# Task brief
When the string "temperature" is part of a line in the data below, report the whole line.

━━ Given records

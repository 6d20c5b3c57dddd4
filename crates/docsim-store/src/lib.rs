//! `VectorStore` backends: a Redis hash store and an in-memory double.

pub mod memory;
pub mod redis_store;

pub use memory::MemoryStore;
pub use redis_store::RedisStore;
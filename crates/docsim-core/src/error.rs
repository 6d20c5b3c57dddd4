use std::path::PathBuf;
use std::time::Duration;

use thiserror::Error;

#[derive(Debug, Error)]
pub enum Error {
    #[error("Invalid configuration: {0}")]
    InvalidConfig(String),

    #[error("Directory walk failed: {0}")]
    Walk(#[from] walkdir::Error),

    #[error("Failed to read {}: {source}", path.display())]
    Read {
        path: PathBuf,
        #[source]
        source: std::io::Error,
    },

    /// The backend could not be brought up (missing model artifacts, bad cache path).
    #[error("Embedding backend unavailable: {0}")]
    EmbedUnavailable(String),

    #[error("Embedding failed: {0}")]
    Embed(String),

    #[error("Embedding call timed out after {0:?}")]
    EmbedTimeout(Duration),

    #[error("Dimension mismatch: expected {expected}, got {actual}")]
    DimensionMismatch { expected: usize, actual: usize },

    #[error("Store error: {0}")]
    Store(String),

    #[error("Serialization error: {0}")]
    Serialization(#[from] serde_json::Error),

    #[error("Query failed: {0}")]
    Query(String),
}

pub type Result<T> = std::result::Result<T, Error>;

/// Coarse failure class, one per process exit code.
#[derive(Debug, Clone, Copy, PartialEq, Eq)]
pub enum ErrorClass {
    Config,
    Ingestion,
    Embed,
    Store,
    Query,
}

impl ErrorClass {
    /// sysexits-style codes so scripts can tell the failing stage apart.
    pub fn exit_code(self) -> u8 {
        match self {
            ErrorClass::Config => 78,
            ErrorClass::Ingestion => 74,
            ErrorClass::Embed => 69,
            ErrorClass::Store => 75,
            ErrorClass::Query => 70,
        }
    }
}

impl Error {
    pub fn embed(msg: impl Into<String>) -> Self { Self::Embed(msg.into()) }

    pub fn store(msg: impl Into<String>) -> Self { Self::Store(msg.into()) }

    pub fn query(msg: impl Into<String>) -> Self { Self::Query(msg.into()) }

    pub fn class(&self) -> ErrorClass {
        match self {
            Error::InvalidConfig(_) => ErrorClass::Config,
            Error::Walk(_) | Error::Read { .. } => ErrorClass::Ingestion,
            Error::EmbedUnavailable(_)
            | Error::Embed(_)
            | Error::EmbedTimeout(_)
            | Error::DimensionMismatch { .. } => ErrorClass::Embed,
            Error::Store(_) | Error::Serialization(_) => ErrorClass::Store,
            Error::Query(_) => ErrorClass::Query,
        }
    }

    /// Whether retrying the same call may succeed.
    pub fn is_transient(&self) -> bool { matches!(self, Error::EmbedTimeout(_)) }
}

#[cfg(test)]
mod tests {
    use super::*;

    #[test]
    fn every_class_has_a_distinct_nonzero_exit_code() {
        let classes = [ErrorClass::Config, ErrorClass::Ingestion, ErrorClass::Embed, ErrorClass::Store, ErrorClass::Query];
        let mut codes: Vec<u8> = classes.iter().map(|c| c.exit_code()).collect();
        assert!(codes.iter().all(|&c| c != 0));
        codes.sort_unstable();
        codes.dedup();
        assert_eq!(codes.len(), classes.len());
    }

    #[test]
    fn dimension_mismatch_is_an_embed_failure() {
        let err = Error::DimensionMismatch { expected: 384, actual: 2 };
        assert_eq!(err.class(), ErrorClass::Embed);
        assert_eq!(err.to_string(), "Dimension mismatch: expected 384, got 2");
    }

    #[test]
    fn only_timeouts_are_transient() {
        assert!(Error::EmbedTimeout(Duration::from_secs(1)).is_transient());
        assert!(!Error::embed("boom").is_transient());
        assert!(!Error::store("down").is_transient());
    }
}
//! Formula validation and AST construction
//!
//! Runs on an explicit save/validate action. The serialized formula string
//! is checked structurally, and on success a simplified AST is synthesized
//! for the downstream compute backend. Full expression-grammar parsing
//! (operator precedence, function calls) is deliberately out of scope: the
//! AST combines the first two sensor references with the operator written
//! between them.

use serde::Serialize;
use thiserror::Error;

use crate::model::ContentSequence;

/// Operators that require an operand on both sides at the string boundary
const BINARY_OPERATORS: [char; 4] = ['+', '-', '*', '/'];

/// Placeholder preview shown for a valid formula
///
/// Actual numeric evaluation is delegated to the compute backend.
pub const PREVIEW_PLACEHOLDER: &str = "ΔT = 120 ℃";

/// Why a formula failed validation
///
/// All variants are recoverable and local to the validation step; none is
/// ever fatal to the editing session.
#[derive(Debug, Clone, PartialEq, Eq, Error)]
pub enum ValidationError {
    /// Open/close parenthesis counts differ
    #[error("parentheses are not balanced")]
    UnbalancedParentheses,
    /// No sensor reference present
    #[error("at least one sensor reference is required")]
    MissingSensorReference,
    /// Operator at an expression boundary with no operand
    #[error("operators need an operand on both sides")]
    DanglingOperator,
    /// Unexpected failure during serialization/AST encoding
    #[error("syntax error: {0}")]
    Syntax(String),
}

/// Simplified structural representation of a validated formula
///
/// Serializes to the JSON shape the compute backend expects:
/// `{"type": "BinaryExpr", "op": "-", "left": {...}, "right": {...}}`.
#[derive(Debug, Clone, PartialEq, Eq, Serialize)]
#[serde(tag = "type")]
pub enum Ast {
    Empty,
    SensorRef {
        #[serde(rename = "sensorId")]
        sensor_id: String,
    },
    BinaryExpr {
        op: String,
        left: Box<Ast>,
        right: Box<Ast>,
    },
}

impl Ast {
    /// Encode for the compute backend
    pub fn to_json(&self) -> Result<String, ValidationError> {
        serde_json::to_string(self).map_err(|e| ValidationError::Syntax(e.to_string()))
    }
}

/// Validation verdict state machine: `Unvalidated → {Valid, Invalid}`
///
/// Any mutation of the formula or the pending buffer after a validation
/// resets the verdict to `Unvalidated` until the next explicit validation.
#[derive(Debug, Clone, PartialEq, Eq, Default)]
pub enum ValidationState {
    #[default]
    Unvalidated,
    Valid {
        ast: Ast,
        preview: String,
    },
    Invalid {
        error: ValidationError,
    },
}

impl ValidationState {
    pub fn is_valid(&self) -> bool {
        matches!(self, ValidationState::Valid { .. })
    }

    /// The user-visible inline message for an invalid verdict
    pub fn error_message(&self) -> Option<String> {
        match self {
            ValidationState::Invalid { error } => Some(error.to_string()),
            _ => None,
        }
    }
}

/// Validate a backing store by reading its flattened content
pub fn validate_sequence<S: ContentSequence + ?Sized>(sequence: &S) -> ValidationState {
    match validate_source(&sequence.serialize()) {
        Ok(ast) => ValidationState::Valid {
            ast,
            preview: PREVIEW_PLACEHOLDER.to_string(),
        },
        Err(error) => ValidationState::Invalid { error },
    }
}

/// Validate a serialized formula string
///
/// Checks run in order and short-circuit on the first failure:
/// parenthesis balance, sensor presence, boundary operators.
pub fn validate_source(source: &str) -> Result<Ast, ValidationError> {
    let open = source.matches('(').count();
    let close = source.matches(')').count();
    if open != close {
        return Err(ValidationError::UnbalancedParentheses);
    }

    if !source.contains('@') {
        return Err(ValidationError::MissingSensorReference);
    }

    let leading = source.trim_start().chars().next();
    let trailing = source.trim_end().chars().next_back();
    if leading.map_or(false, |c| BINARY_OPERATORS.contains(&c))
        || trailing.map_or(false, |c| BINARY_OPERATORS.contains(&c))
    {
        return Err(ValidationError::DanglingOperator);
    }

    Ok(build_ast(source))
}

/// Build the simplified AST from the serialized formula
///
/// Zero sensors yields `Empty`, one yields `SensorRef`, two or more yield
/// a single `BinaryExpr` over the first two - additional sensors are
/// discarded. The operator is the first one written between the two
/// operands; `-` when the user put none there.
fn build_ast(source: &str) -> Ast {
    let words: Vec<&str> = source.split_whitespace().collect();
    let sensors: Vec<(usize, &str)> = words
        .iter()
        .enumerate()
        .filter_map(|(i, w)| w.strip_prefix('@').map(|id| (i, id)))
        .collect();

    match sensors.as_slice() {
        [] => Ast::Empty,
        [(_, only)] => Ast::SensorRef {
            sensor_id: (*only).to_string(),
        },
        [(left_idx, left), (right_idx, right), ..] => {
            let op = words[left_idx + 1..*right_idx]
                .iter()
                .find(|w| is_operator_word(w))
                .map(|w| (*w).to_string())
                .unwrap_or_else(|| "-".to_string());
            Ast::BinaryExpr {
                op,
                left: Box::new(Ast::SensorRef {
                    sensor_id: (*left).to_string(),
                }),
                right: Box::new(Ast::SensorRef {
                    sensor_id: (*right).to_string(),
                }),
            }
        }
    }
}

fn is_operator_word(word: &str) -> bool {
    matches!(word, "+" | "-" | "*" | "/" | "^")
}

#[cfg(test)]
mod tests {
    use super::*;

    #[test]
    fn test_single_sensor_is_valid() {
        let ast = validate_source("@temperature").unwrap();
        assert_eq!(
            ast,
            Ast::SensorRef {
                sensor_id: "temperature".to_string()
            }
        );
    }

    #[test]
    fn test_leading_operator_is_dangling() {
        assert_eq!(
            validate_source("+ @pressure"),
            Err(ValidationError::DanglingOperator)
        );
    }

    #[test]
    fn test_trailing_operator_is_dangling() {
        assert_eq!(
            validate_source("@pressure * "),
            Err(ValidationError::DanglingOperator)
        );
    }

    #[test]
    fn test_caret_is_not_boundary_checked() {
        // Only + - * / participate in the boundary check
        assert!(validate_source("@a ^").is_ok());
    }

    #[test]
    fn test_unbalanced_parentheses() {
        assert_eq!(
            validate_source("@a ( @b"),
            Err(ValidationError::UnbalancedParentheses)
        );
    }

    #[test]
    fn test_paren_check_runs_before_sensor_check() {
        assert_eq!(
            validate_source("( ("),
            Err(ValidationError::UnbalancedParentheses)
        );
    }

    #[test]
    fn test_empty_formula_is_missing_sensor() {
        assert_eq!(
            validate_source(""),
            Err(ValidationError::MissingSensorReference)
        );
    }

    #[test]
    fn test_binary_expr_uses_the_written_operator() {
        let ast = validate_source("@t1 * @t2").unwrap();
        assert_eq!(
            ast,
            Ast::BinaryExpr {
                op: "*".to_string(),
                left: Box::new(Ast::SensorRef {
                    sensor_id: "t1".to_string()
                }),
                right: Box::new(Ast::SensorRef {
                    sensor_id: "t2".to_string()
                }),
            }
        );
    }

    #[test]
    fn test_binary_expr_defaults_to_minus_without_operator() {
        let ast = validate_source("@t1 @t2").unwrap();
        let Ast::BinaryExpr { op, .. } = ast else {
            panic!("expected BinaryExpr");
        };
        assert_eq!(op, "-");
    }

    #[test]
    fn test_extra_sensors_are_discarded() {
        let ast = validate_source("@a + @b + @c").unwrap();
        let Ast::BinaryExpr { left, right, .. } = ast else {
            panic!("expected BinaryExpr");
        };
        assert_eq!(
            *left,
            Ast::SensorRef {
                sensor_id: "a".to_string()
            }
        );
        assert_eq!(
            *right,
            Ast::SensorRef {
                sensor_id: "b".to_string()
            }
        );
    }

    #[test]
    fn test_ast_json_shape() {
        let ast = validate_source("@t1 - @t2").unwrap();
        assert_eq!(
            ast.to_json().unwrap(),
            r#"{"type":"BinaryExpr","op":"-","left":{"type":"SensorRef","sensorId":"t1"},"right":{"type":"SensorRef","sensorId":"t2"}}"#
        );
    }

    #[test]
    fn test_validation_is_idempotent() {
        let first = validate_source("@a + @b");
        let second = validate_source("@a + @b");
        assert_eq!(first, second);
    }
}
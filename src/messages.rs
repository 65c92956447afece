//! Message types for the Elm-style architecture
//!
//! All state changes flow through these message types.

use crate::model::{SensorRecord, Token};

/// Direction for logical cursor movement
#[derive(Debug, Clone, Copy, PartialEq, Eq)]
pub enum Direction {
    Left,
    Right,
}

/// Raw input events from the hidden input control
#[derive(Debug, Clone)]
pub enum InputMsg {
    /// A character was typed into the pending buffer (or a live query)
    InsertChar(char),
    /// Backspace: erases pending text, query text, or the previous token
    Backspace,
    /// Enter with no picker open: commit the pending buffer as a text token
    CommitPending,
    /// IME composition started; trigger detection suspends
    CompositionStart,
    /// IME composition ended with the final composed text
    CompositionEnd(String),
    /// The editor surface gained focus
    Focus,
    /// The editor surface lost focus
    Blur,
}

/// Cursor movement and click handling
#[derive(Debug, Clone)]
pub enum CursorMsg {
    /// Arrow-key movement by one gap (only when the pending buffer is empty)
    Move(Direction),
    /// Click on the token at `index`; cursor lands after it
    ClickToken(usize),
    /// Click in the inter-token gap at `index`
    ClickGap(usize),
    /// Click in empty editor space; cursor lands at the end
    ClickEmptyArea,
    /// Jump the cursor to an explicit gap position
    SetPosition(usize),
}

/// Direct formula mutations (picker selections, chip delete buttons)
#[derive(Debug, Clone)]
pub enum FormulaMsg {
    /// Insert a ready-made token at the cursor
    InsertToken(Token),
    /// Remove the token at `index` (the chip's delete button)
    RemoveToken(usize),
}

/// Messages from an open picker session
#[derive(Debug, Clone)]
pub enum PickerMsg {
    /// The picker's own search input replaced the query wholesale
    QueryChanged(String),
    /// Move the highlighted entry up or down the result list
    MoveSelection(i32),
    /// Confirm the highlighted entry
    ConfirmSelection,
    /// A sensor record was picked
    SelectSensor(SensorRecord),
    /// An operator symbol was picked
    SelectOperator(String),
    /// Close the picker without selecting (Escape, click-away)
    Close,
}

/// Top-level message type
#[derive(Debug, Clone)]
pub enum Msg {
    Input(InputMsg),
    Cursor(CursorMsg),
    Formula(FormulaMsg),
    Picker(PickerMsg),
    /// Explicit save/validate action from the host UI
    Validate,
}
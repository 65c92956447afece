//! Cursor/caret manager - maps the logical cursor to screen geometry
//!
//! The logical cursor lives in token-gap units and is owned by the store;
//! this module owns only the layout mapping. The host pushes the measured
//! geometry after every render, and the manager answers "where is gap i on
//! screen" (for positioning the hidden input) and "which gap did this click
//! land in".

/// Axis-aligned box in editor-local pixel coordinates
#[derive(Debug, Clone, Copy, PartialEq, Default)]
pub struct Rect {
    pub x: f32,
    pub y: f32,
    pub width: f32,
    pub height: f32,
}

impl Rect {
    pub fn new(x: f32, y: f32, width: f32, height: f32) -> Self {
        Self {
            x,
            y,
            width,
            height,
        }
    }

    pub fn contains(&self, px: f32, py: f32) -> bool {
        px >= self.x && px < self.x + self.width && py >= self.y && py < self.y + self.height
    }
}

/// What a click on the editor surface resolved to
#[derive(Debug, Clone, Copy, PartialEq, Eq)]
pub enum ClickTarget {
    /// A token chip; the cursor moves to immediately after it
    Token(usize),
    /// An inter-token gap; the cursor moves to that exact gap
    Gap(usize),
    /// Empty editor space; the cursor moves to the end of the sequence
    Empty,
}

/// Measured geometry for one rendered frame
///
/// `gap_markers` holds the clickable boxes of the zero-width marker
/// elements rendered between tokens: one per gap, so token count + 1.
#[derive(Debug, Clone, Default)]
pub struct CaretLayout {
    /// Bounds of the whole editor surface
    pub bounds: Rect,
    /// One box per token, in sequence order
    pub token_boxes: Vec<Rect>,
    /// One box per gap, in gap order
    pub gap_markers: Vec<Rect>,
}

/// Maps the logical cursor to concrete screen anchors
#[derive(Debug, Clone, Default)]
pub struct CaretManager {
    layout: CaretLayout,
}

impl CaretManager {
    pub fn new() -> Self {
        Self::default()
    }

    /// Replace the layout after a render pass
    pub fn set_layout(&mut self, layout: CaretLayout) {
        self.layout = layout;
    }

    pub fn layout(&self) -> &CaretLayout {
        &self.layout
    }

    /// Screen anchor for the given logical cursor position
    ///
    /// `None` when the host has not pushed geometry for that gap yet; the
    /// hidden input then stays where it was until the next layout pass.
    pub fn anchor(&self, cursor: usize) -> Option<Rect> {
        self.layout.gap_markers.get(cursor).copied()
    }

    /// Resolve a click in editor-local coordinates
    ///
    /// Returns `None` for clicks outside the editor surface entirely.
    /// Gap markers win over token boxes so the thin gap zones between
    /// chips stay clickable.
    pub fn hit_test(&self, px: f32, py: f32) -> Option<ClickTarget> {
        if !self.layout.bounds.contains(px, py) {
            return None;
        }
        for (i, rect) in self.layout.gap_markers.iter().enumerate() {
            if rect.contains(px, py) {
                return Some(ClickTarget::Gap(i));
            }
        }
        for (i, rect) in self.layout.token_boxes.iter().enumerate() {
            if rect.contains(px, py) {
                return Some(ClickTarget::Token(i));
            }
        }
        Some(ClickTarget::Empty)
    }

    /// Logical cursor position a click target maps to
    pub fn target_cursor(target: ClickTarget, sequence_len: usize) -> usize {
        match target {
            ClickTarget::Token(i) => (i + 1).min(sequence_len),
            ClickTarget::Gap(i) => i.min(sequence_len),
            ClickTarget::Empty => sequence_len,
        }
    }
}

━━━━

# Response area
        let ast = validate_source("@temperature").unwrap();
                sensor_id: "temperature".to_string()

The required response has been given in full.